HeliosCore

Design Philosophy

Purpose-Built Performance

HeliosCore is a native storage engine designed specifically for HeliosDB's unique capabilities: database branching, vector search, and time-travel queries. Unlike generic key-value stores that require workarounds for these features, HeliosCore was built from the ground up with them as first-class primitives.

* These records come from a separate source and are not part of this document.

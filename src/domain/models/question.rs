//! Forced-choice questions, the stage-1 catalog, and answer events.

use serde::{Deserialize, Serialize};

use super::category::{Category, CATEGORY_COUNT};
use crate::domain::errors::{AssessmentError, AssessmentResult};

/// A forced choice between two categories.
#[derive(Debug, Clone, Copy, PartialEq, Eq, Serialize, Deserialize)]
#[serde(try_from = "QuestionRepr")]
pub struct Question {
    category_a: Category,
    category_b: Category,
}

impl Question {
    /// Create a question. Both sides must differ.
    pub fn new(category_a: Category, category_b: Category) -> AssessmentResult<Self> {
        if category_a == category_b {
            return Err(AssessmentError::InvalidInput(format!(
                "Question sides must differ, got {category_a} twice"
            )));
        }
        Ok(Self {
            category_a,
            category_b,
        })
    }

    /// Category behind statement `A`.
    pub const fn category_a(&self) -> Category {
        self.category_a
    }

    /// Category behind statement `B`.
    pub const fn category_b(&self) -> Category {
        self.category_b
    }

    /// The category credited when `choice` is picked.
    pub const fn chosen(&self, choice: Choice) -> Category {
        match choice {
            Choice::A => self.category_a,
            Choice::B => self.category_b,
        }
    }

    /// Whether `category` appears on either side.
    pub fn involves(&self, category: Category) -> bool {
        self.category_a == category || self.category_b == category
    }
}

#[derive(Deserialize)]
struct QuestionRepr {
    category_a: Category,
    category_b: Category,
}

impl TryFrom<QuestionRepr> for Question {
    type Error = AssessmentError;

    fn try_from(repr: QuestionRepr) -> Result<Self, Self::Error> {
        Self::new(repr.category_a, repr.category_b)
    }
}

/// Which side of a question the respondent picked.
#[derive(Debug, Clone, Copy, PartialEq, Eq, Hash, Serialize, Deserialize)]
pub enum Choice {
    /// The first statement (`category_a`).
    A,
    /// The second statement (`category_b`).
    B,
}

/// One answer to one question, consumed exactly once by the tally.
#[derive(Debug, Clone, Copy, PartialEq, Eq, Serialize, Deserialize)]
pub struct AnswerEvent {
    /// Side picked.
    pub choice: Choice,
}

impl AnswerEvent {
    /// Answer with `choice`.
    pub const fn new(choice: Choice) -> Self {
        Self { choice }
    }

    /// Parse a compact answer string such as `"ABBA"`. Whitespace is ignored.
    pub fn parse_sequence(input: &str) -> AssessmentResult<Vec<Self>> {
        input
            .chars()
            .filter(|c| !c.is_whitespace())
            .map(|c| match c.to_ascii_uppercase() {
                'A' => Ok(Self::new(Choice::A)),
                'B' => Ok(Self::new(Choice::B)),
                other => Err(AssessmentError::InvalidInput(format!(
                    "Answer must be A or B, got '{other}'"
                ))),
            })
            .collect()
    }
}

impl From<bool> for AnswerEvent {
    /// `true` means the respondent chose `category_a`.
    fn from(chose_a: bool) -> Self {
        Self::new(if chose_a { Choice::A } else { Choice::B })
    }
}

/// Fixed, ordered catalog of stage-1 questions.
#[derive(Debug, Clone, PartialEq, Eq, Serialize, Deserialize)]
pub struct QuestionCatalog {
    questions: Vec<Question>,
}

impl QuestionCatalog {
    /// Catalog over `questions` in the given order.
    pub const fn new(questions: Vec<Question>) -> Self {
        Self { questions }
    }

    /// The standard 36-question catalog: every unordered pair `(Ti, Tj)` with
    /// `i < j`, in lexicographic order. Each category appears exactly 8 times.
    pub fn standard() -> Self {
        let mut questions = Vec::with_capacity(CATEGORY_COUNT * (CATEGORY_COUNT - 1) / 2);
        for (i, &a) in Category::ALL.iter().enumerate() {
            for &b in &Category::ALL[i + 1..] {
                questions.push(Question {
                    category_a: a,
                    category_b: b,
                });
            }
        }
        Self { questions }
    }

    /// Questions in catalog order.
    pub fn questions(&self) -> &[Question] {
        &self.questions
    }

    /// Number of questions.
    pub fn len(&self) -> usize {
        self.questions.len()
    }

    /// Whether the catalog has no questions.
    pub fn is_empty(&self) -> bool {
        self.questions.is_empty()
    }

    /// Question at zero-based `index`.
    pub fn get(&self, index: usize) -> Option<&Question> {
        self.questions.get(index)
    }

    /// Distinct categories appearing on either side of any question, in
    /// canonical order.
    pub fn represented(&self) -> Vec<Category> {
        Category::ALL
            .into_iter()
            .filter(|&c| self.questions.iter().any(|q| q.involves(c)))
            .collect()
    }
}

impl Default for QuestionCatalog {
    fn default() -> Self {
        Self::standard()
    }
}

No compromises — Not built on top of RocksDB, LevelDB, or any generic KV store. Every design decision is purpose-made for HeliosDB's workload patterns.
Branch-native — Copy-on-write semantics are built into the storage layer itself, not bolted on as an afterthought.
Vector-aware I/O — Storage layout optimized for high-dimensional vector data access patterns alongside traditional row/column data.
Time-travel native — Multi-version storage designed for efficient historical data access without the overhead of full snapshots.

SQL

-- Features powered by HeliosCore's
-- purpose-built storage layer

-- Zero-cost branch creation
CREATE BRANCH feature_auth
    FROM main;

-- Native time-travel queries
SELECT * FROM users
    AS OF '2026-01-15 09:00:00';

-- Vector search with optimized I/O
SELECT content,
       embedding <=> $query AS distance
FROM documents
ORDER BY distance
LIMIT 10;

-- All three features leverage the same
-- underlying storage primitives

I/O Architecture

Direct I/O (O_DIRECT)

HeliosCore bypasses the operating system's page cache entirely using O_DIRECT, giving the storage engine complete control over what data lives in memory. This eliminates double-buffering overhead and delivers predictable, consistent latency regardless of OS memory pressure.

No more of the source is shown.